As several critics have correctly emphasized, an early comment of Clara's furnishes the key to Brown's method of putting his leading players to the test. “The will,” writes Clara, “is the tool of the understanding, which must fashion its conclusions on the notices of sense.” And, she continues sententiously, “If the senses be depraved it is impossible to calculate the evils which may flow from the consequent deductions of the understanding” (39). These maxim-like statements provide the philosophical basis for Brown's employment of light and dark patterns. For if “depravity” of the senses is crucial it is but a step to positing that the light of full day may be linked with the light of unclouded reason; or, to formulate the principle in the reverse manner, that if the senses are required to function in natural gloom, in artificial (hence “false”) light, or in darkness, mental perception is correspondingly obscured. The degree and the quality of illumination, then, are all-important. It is this point which Wieland, Pleyel, and finally Clara spectacularly fail to comprehend.

Brown's narrative ultimately depends for force upon the cumulative effect of misapprehended experience; but, for purposes of discussion, it may be divided into four main parts: (1) a prolog, dealing with the elder Wieland's background in Europe and with his death in Pennsylvania; (2) a central action, constructed around the eight voices produced by the ventriloquist Carwin and reaching a climax in Clara's discovery of the body of Wieland's wife; (3) a denouement, in which Clara learns that Wieland has murdered his family and that Carwin is the agent of the voices; and in which Carwin's confession, Wieland's threat of death to her and his suicide bring on her mental collapse; (4) an epilog, written in France three years after these last events, in which Clara tells of her restoration to rationality and of her union with Pleyel. What now follows is a synoptic analysis of Wieland in accordance with this structure, with particular reference to Brown's schematic employment of light-dark contrasts.
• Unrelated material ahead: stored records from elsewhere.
//! Byte-level framing for the STT transport.
//!
//! Converts the decoded voice stream into the exact framing the transport
//! requires:
//! ```text
//! ┌────────────┐    ┌────────────┐    ┌────────────┐
//! │  48kHz     │───▶│  Stereo →  │───▶│   Frame    │───▶ 100ms frames
//! │  stereo    │    │  mono      │    │  assembler │     (padded tail
//! │  PCM       │    │  downmix   │    │  (carry)   │      on drain)
//! └────────────┘    └────────────┘    └────────────┘
//! ```

pub mod assembler;
pub mod codec;
pub mod downmix;

pub use assembler::FrameAssembler;
pub use codec::FrameCodec;
pub use downmix::{DownmixConfig, Downmixer};
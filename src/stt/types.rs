//! Types shared across the STT transport boundary.

use crate::defaults;

/// Streaming recognition configuration handed to the transport at session
/// start. Only recognized options, no provider-specific magic dictionary.
#[derive(Debug, Clone, PartialEq)]
pub struct RecognitionConfig {
    /// PCM sample rate in Hz; encoding is always linear 16-bit mono.
    pub sample_rate: u32,
    /// Recognition locale, fixed for the session.
    pub language_code: String,
    /// Emit non-final (interim) results as live captions.
    pub interim_results: bool,
    /// Let the provider insert punctuation.
    pub enable_automatic_punctuation: bool,
    /// Mask profanity in transcripts.
    pub profanity_filter: bool,
    /// Stop after the first complete utterance instead of streaming on.
    pub single_utterance: bool,
    /// Provider recognition model, when one should be pinned.
    pub model: Option<String>,
    /// Opt into the provider's enhanced model tier.
    pub use_enhanced: bool,
    /// Phrases biasing recognition toward expected vocabulary.
    pub phrase_hints: Vec<String>,
}

impl Default for RecognitionConfig {
    fn default() -> Self {
        Self {
            sample_rate: defaults::SAMPLE_RATE,
            language_code: defaults::DEFAULT_LANGUAGE.to_string(),
            interim_results: true,
            enable_automatic_punctuation: true,
            profanity_filter: false,
            single_utterance: false,
            model: None,
            use_enhanced: false,
            phrase_hints: Vec::new(),
        }
    }
}

/// One ranked transcript candidate inside a recognition result.
#[derive(Debug, Clone, PartialEq)]
pub struct TranscriptAlternative {
    pub transcript: String,
    pub confidence: f32,
}

/// One recognized segment with its ranked alternatives.
#[derive(Debug, Clone, PartialEq)]
pub struct RecognitionResult {
    /// Ranked best-first; the top alternative is the one forwarded.
    pub alternatives: Vec<TranscriptAlternative>,
    /// Whether the provider has committed this segment.
    pub is_final: bool,
}

/// One response batch from the provider, containing zero or more results.
#[derive(Debug, Clone, Default, PartialEq)]
pub struct RecognitionBatch {
    pub results: Vec<RecognitionResult>,
}

impl RecognitionBatch {
    /// Convenience constructor for a single-result batch.
    pub fn single(transcript: &str, is_final: bool) -> Self {
        Self {
            results: vec![RecognitionResult {
                alternatives: vec![TranscriptAlternative {
                    transcript: transcript.to_string(),
                    confidence: 1.0,
                }],
                is_final,
            }],
        }
    }
}

/// Events surfaced by the transport's receive side.
#[derive(Debug, Clone)]
pub enum SttEvent {
    /// A response batch with transcript candidates.
    Batch(RecognitionBatch),
    /// Transport-level fault; the session is dead after this.
    Error(String),
    /// Provider closed the stream (graceful or not).
    Closed,
}

/// Transcript delivered to the result sink: the only outward contract.
#[derive(Debug, Clone, PartialEq)]
pub struct TranscriptEvent {
    pub text: String,
    pub is_final: bool,
}

/// Callback receiving transcripts in provider order.
pub type TranscriptCallback = Box<dyn FnMut(TranscriptEvent) + Send>;
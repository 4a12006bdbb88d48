//! Streaming speech-to-text session and transport abstraction.

pub mod session;
pub mod transport;
pub mod types;

pub use session::SttSession;
pub use transport::{MockSttTransport, SttStream, SttTransport};
pub use types::{
    RecognitionBatch, RecognitionConfig, RecognitionResult, SttEvent, TranscriptAlternative,
    TranscriptCallback, TranscriptEvent,
};
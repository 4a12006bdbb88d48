//! Stereo-to-mono downmix.
//!
//! Transforms interleaved dual-channel 16-bit little-endian PCM into mono
//! by averaging each left/right pair with an arithmetic right shift, which
//! rounds toward negative infinity for odd negative sums.

/// Configuration for the downmixer.
#[derive(Debug, Clone, Copy, Default)]
pub struct DownmixConfig {
    /// Carry trailing 1-3 bytes of an incomplete stereo sample pair into
    /// the next chunk instead of dropping them.
    ///
    /// Off by default: dropping the tail per chunk matches the upstream
    /// decoder, which emits whole stereo samples except around stream
    /// boundaries, where up to 3 bytes of audio may be lost.
    pub carry_remainder: bool,
}

/// Stateless (by default) stream transform from stereo to mono PCM bytes.
pub struct Downmixer {
    config: DownmixConfig,
    /// Incomplete stereo sample pair held across chunks (strict mode only).
    remainder: Vec<u8>,
}

impl Downmixer {
    /// Creates a downmixer with default configuration.
    pub fn new() -> Self {
        Self::with_config(DownmixConfig::default())
    }

    /// Creates a downmixer with custom configuration.
    pub fn with_config(config: DownmixConfig) -> Self {
        Self {
            config,
            remainder: Vec::new(),
        }
    }

    /// Downmixes one chunk of interleaved stereo PCM to mono.
    ///
    /// Output length is always a whole number of 2-byte mono samples.
    pub fn process(&mut self, chunk: &[u8]) -> Vec<u8> {
        let input: Vec<u8>;
        let data = if self.config.carry_remainder && !self.remainder.is_empty() {
            let mut joined = std::mem::take(&mut self.remainder);
            joined.extend_from_slice(chunk);
            input = joined;
            &input[..]
        } else {
            chunk
        };

        let whole = data.len() / 4 * 4;
        let mut out = Vec::with_capacity(whole / 2);
        for pair in data[..whole].chunks_exact(4) {
            let left = i16::from_le_bytes([pair[0], pair[1]]);
            let right = i16::from_le_bytes([pair[2], pair[3]]);
            let mixed = ((left as i32 + right as i32) >> 1) as i16;
            out.extend_from_slice(&mixed.to_le_bytes());
        }

        if self.config.carry_remainder {
            self.remainder.extend_from_slice(&data[whole..]);
        }

        out
    }

    /// Bytes currently held back waiting for a complete stereo sample pair.
    pub fn remainder_len(&self) -> usize {
        self.remainder.len()
    }
}

impl Default for Downmixer {
    fn default() -> Self {
        Self::new()
    }
}
//! Frame assembler.
//!
//! Accumulates downmixed PCM bytes in a carry buffer and emits exact
//! target-duration frames as soon as enough data exists. On drain the tail
//! is either sent as a short frame (>= minimum), zero-padded up to the
//! minimum, or dropped, per the pad policy.

use crate::defaults;
use crate::framing::codec::FrameCodec;

/// Stateful accumulator producing fixed-size frames from a byte stream.
pub struct FrameAssembler {
    target_bytes: usize,
    min_bytes: usize,
    /// Buffered bytes not yet large enough to form a full frame.
    /// Holds 0..target_bytes between calls; cleared on every drain.
    carry: Vec<u8>,
}

impl FrameAssembler {
    /// Creates an assembler with the default 100ms/50ms frame policy.
    pub fn new(codec: &FrameCodec) -> Self {
        Self::with_durations(codec, defaults::TARGET_FRAME_MS, defaults::MIN_FRAME_MS)
    }

    /// Creates an assembler with custom target and minimum frame durations.
    pub fn with_durations(codec: &FrameCodec, target_ms: u32, min_ms: u32) -> Self {
        let target_bytes = codec.frame_bytes(target_ms);
        let min_bytes = codec.frame_bytes(min_ms);
        debug_assert!(target_bytes >= min_bytes);
        Self {
            target_bytes,
            min_bytes,
            carry: Vec::new(),
        }
    }

    /// Exact byte length of emitted full frames.
    pub fn target_bytes(&self) -> usize {
        self.target_bytes
    }

    /// Minimum byte length the transport accepts.
    pub fn min_bytes(&self) -> usize {
        self.min_bytes
    }

    /// Bytes currently buffered below one full frame.
    pub fn carry_len(&self) -> usize {
        self.carry.len()
    }

    /// Appends a chunk and returns every full target-size frame now available,
    /// in input order. The remainder (< target) stays in the carry buffer.
    pub fn on_data(&mut self, chunk: &[u8]) -> Vec<Vec<u8>> {
        self.carry.extend_from_slice(chunk);

        let mut frames = Vec::new();
        while self.carry.len() >= self.target_bytes {
            frames.push(self.carry.drain(..self.target_bytes).collect());
        }
        frames
    }

    /// Flushes the carry buffer on end-of-stream or watchdog expiry.
    ///
    /// Returns the tail as one frame if it meets the minimum, zero-padded
    /// up to the minimum if `pad_if_needed` is set, or `None` (dropping the
    /// tail) otherwise. The carry is cleared on every branch.
    pub fn drain(&mut self, pad_if_needed: bool) -> Option<Vec<u8>> {
        if self.carry.is_empty() {
            return None;
        }

        let mut tail = std::mem::take(&mut self.carry);
        if tail.len() >= self.min_bytes {
            Some(tail)
        } else if pad_if_needed {
            tail.resize(self.min_bytes, 0);
            Some(tail)
        } else {
            None
        }
    }
}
1. The Prolog (chs. I-II). The elder Wieland, convinced that his religion has been “expressly prescribed to him” (14), builds a classical temple to his deity and retires there for worship each noon and midnight (the midpoints of light and darkness). His religion has the appearance of the light of reason (the classical temple and midday), but it is also associated with the darkness of unreason (revelation and midnight). On the final evening of his life he goes alone to his shrine. There his “fancy” pictures a “person bearing a lamp” and at the same moment a “spark” lights upon and consumes his clothes. Watching from a window, his wife and her brother (Clara's uncle) see “gleams” and “rays.” Running to the temple, the uncle discovers that the elder Wieland's body is scorched; before his death he describes the fiery doom that had overtaken him. This harrowing event, occurring during Clara's childhood, becomes obsessively the subject of her thoughts. Two explanations are presented to her: either the “Divine Ruler interferes in human affairs” or “the [dangerous] condition of [her father's] thoughts” caused a natural physical reaction—i.e., spontaneous combustion, a “scientific” theory supported by her uncle (a surgeon) and by Brown himself in a footnote. The circumstances of the death (fire, night) set up the light-dark structure for the whole book and underscore Brown's use of the temple as a locale for misapprehended experience.
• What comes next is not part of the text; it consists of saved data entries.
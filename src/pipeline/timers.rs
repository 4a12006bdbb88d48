//! Idle watchdog and keepalive timers.
//!
//! Both are deadline holders polled from the orchestrator's select loop
//! rather than free-running callbacks, so timer expiry goes through the
//! same state-transition code as the data path. Rearming while an expiry
//! future is pending simply moves the deadline: last rearm wins.

use std::time::Duration;
use tokio::time::{Instant, sleep_until};

/// Silence-triggered end-of-utterance timer.
///
/// Starts disarmed; every observed PCM chunk (or the keepalive) arms it
/// afresh. On expiry the orchestrator drains the assembler and ends the
/// STT session.
#[derive(Debug)]
pub struct IdleWatchdog {
    threshold: Duration,
    deadline: Option<Instant>,
}

impl IdleWatchdog {
    /// Creates a disarmed watchdog with the given idle threshold.
    pub fn new(threshold: Duration) -> Self {
        Self {
            threshold,
            deadline: None,
        }
    }

    /// Arms the watchdog for one threshold from now, replacing any earlier
    /// deadline.
    pub fn rearm(&mut self) {
        self.deadline = Some(Instant::now() + self.threshold);
    }

    /// Disarms the watchdog.
    pub fn disarm(&mut self) {
        self.deadline = None;
    }

    pub fn is_armed(&self) -> bool {
        self.deadline.is_some()
    }

    pub fn threshold(&self) -> Duration {
        self.threshold
    }

    /// Resolves when the current deadline passes.
    ///
    /// Must only be polled while armed (guard the select branch with
    /// [`is_armed`](Self::is_armed)); recreate the future after any rearm.
    pub async fn expired(&self) {
        match self.deadline {
            Some(deadline) => sleep_until(deadline).await,
            None => std::future::pending().await,
        }
    }
}

/// One-shot timer bridging the gap before the first PCM chunk.
///
/// Armed at session start; if it fires before any data arrives, the
/// orchestrator sends a single target-duration silence frame so the
/// provider does not drop the idle stream.
#[derive(Debug)]
pub struct Keepalive {
    deadline: Instant,
    armed: bool,
}

impl Keepalive {
    /// Arms a keepalive for `delay` from now.
    pub fn new(delay: Duration) -> Self {
        Self {
            deadline: Instant::now() + delay,
            armed: true,
        }
    }

    /// Disarms permanently; called on first PCM chunk or after firing.
    pub fn disarm(&mut self) {
        self.armed = false;
    }

    pub fn is_armed(&self) -> bool {
        self.armed
    }

    /// Resolves at the keepalive deadline. Guard with [`is_armed`](Self::is_armed).
    pub async fn expired(&self) {
        sleep_until(self.deadline).await;
    }
}

#[cfg(test)]
mod tests {
    use super::*;
    use tokio::time::advance;

    #[tokio::test(start_paused = true)]
    async fn test_watchdog_starts_disarmed() {
        let watchdog = IdleWatchdog::new(Duration::from_millis(8000));
        assert!(!watchdog.is_armed());
        assert_eq!(watchdog.threshold(), Duration::from_millis(8000));
    }

    #[tokio::test(start_paused = true)]
    async fn test_watchdog_fires_at_threshold() {
        let mut watchdog = IdleWatchdog::new(Duration::from_millis(8000));
        watchdog.rearm();

        let start = Instant::now();
        watchdog.expired().await;
        assert_eq!(start.elapsed(), Duration::from_millis(8000));
    }

    #[tokio::test(start_paused = true)]
    async fn test_watchdog_last_rearm_wins() {
        let mut watchdog = IdleWatchdog::new(Duration::from_millis(8000));
        let start = Instant::now();

        // Chunks at t=0, 2000, 4000; the only deadline that counts is the
        // last one.
        watchdog.rearm();
        advance(Duration::from_millis(2000)).await;
        watchdog.rearm();
        advance(Duration::from_millis(2000)).await;
        watchdog.rearm();

        watchdog.expired().await;
        assert_eq!(start.elapsed(), Duration::from_millis(12_000));
    }

    #[tokio::test(start_paused = true)]
    async fn test_watchdog_does_not_fire_early() {
        let mut watchdog = IdleWatchdog::new(Duration::from_millis(8000));
        watchdog.rearm();

        advance(Duration::from_millis(7999)).await;
        let pending = tokio::time::timeout(Duration::from_millis(0), watchdog.expired()).await;
        assert!(pending.is_err(), "watchdog fired before threshold");
    }

    #[tokio::test(start_paused = true)]
    async fn test_keepalive_fires_once_at_delay() {
        let keepalive = Keepalive::new(Duration::from_millis(700));
        assert!(keepalive.is_armed());

        let start = Instant::now();
        keepalive.expired().await;
        assert_eq!(start.elapsed(), Duration::from_millis(700));
    }

    #[tokio::test(start_paused = true)]
    async fn test_keepalive_disarm() {
        let mut keepalive = Keepalive::new(Duration::from_millis(700));
        keepalive.disarm();
        assert!(!keepalive.is_armed());
    }
}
2. The Central Action (chs. III-XVII). Left orphans, Clara and Wieland grow up on isolated properties outside Philadelphia. Since her education was modeled on “no religious standard” but rather left to the guidance of her own “understanding,” Clara leans to the deistic. Her brother, though, scholarly, speculative, and moody like his father, pursues “the history of religious opinions” (26). These views are scoffed at by his friend Pleyel, “the champion of intellectual liberty, and [one who] rejected all guidance but that of his reason” (28). Upon Wieland's marriage to Pleyel's sister Catharine, Clara moves to a house nearby, but all meet regularly in the temple for intellectual amusements.
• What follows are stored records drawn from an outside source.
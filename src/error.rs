//! Error types for voxbridge.

use thiserror::Error;

#[derive(Error, Debug)]
pub enum BridgeError {
    // Configuration errors
    #[error("Invalid configuration value for {key}: {message}")]
    ConfigInvalidValue { key: String, message: String },

    #[error("Configuration error: {0}")]
    Config(#[from] toml::de::Error),

    // Audio pipeline errors
    #[error("Audio decode failed: {message}")]
    Decode { message: String },

    // STT transport errors
    #[error("STT transport error: {message}")]
    Transport { message: String },

    #[error("STT session setup failed: {message}")]
    SessionSetup { message: String },

    // General I/O errors
    #[error("I/O error: {0}")]
    Io(#[from] std::io::Error),

    // Generic error for cases not covered above
    #[error("{0}")]
    Other(String),
}

// Type alias for convenience
pub type Result<T> = std::result::Result<T, BridgeError>;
First voice: Wieland goes at night to the temple to retrieve a letter. The moon is for a moment hidden by a cloud (his senses are darkened) and he sees a “glimmering” (false light) that reminds him of the fate of his father (36). It is then that he hears a voice, which he takes to be that of his wife, warning him of danger ahead and urging him to return to the house. The voice, as we learn later, is projected by Carwin; but as the bright moon comes out again Wieland sees no one. Back in the house, he is told that his wife has not stirred, and Pleyel attributes hearing of the voice to a “deception of the senses” (38).

Second voice: Some time later, Clara and Catharine are sitting at home awaiting the return of Wieland and Pleyel. As the clock strikes midnight, the men enter and relate that while talking in the temple they have heard Catharine's voice informing them that Pleyel's intended bride is dead. The experience shakes Pleyel's rationalism; it only confirms Wieland's belief in revelation.

Third voice: Carwin now makes his first open appearance. Dressed as a rustic but speaking with a musical and educated voice he is initially seen by Clara in afternoon sunlight. But next day arises in “darkness and storm” (61), a signal that though Carwin is outwardly a man of reason (his arrival in daylight) he is dark and perverted within. As night returns, the storm ceases; Clara spends “the darksome hours” (62) musing on death. Retiring to bed, she listens to the clock (which her father had owned) striking twelve; then she hears voices at her bed's head whispering threats of murder. In panic she flees to Wieland's house, where she faints.

Fourth voice: A voice of “piercing shrillness” (68) calls the occupants to Clara's aid. As she recovers, Clara reflects on the occurrences of the voice; she can no longer doubt its reality. But she fails to realize that it has always been heard in semidarkness and that the understanding may thus have been duped.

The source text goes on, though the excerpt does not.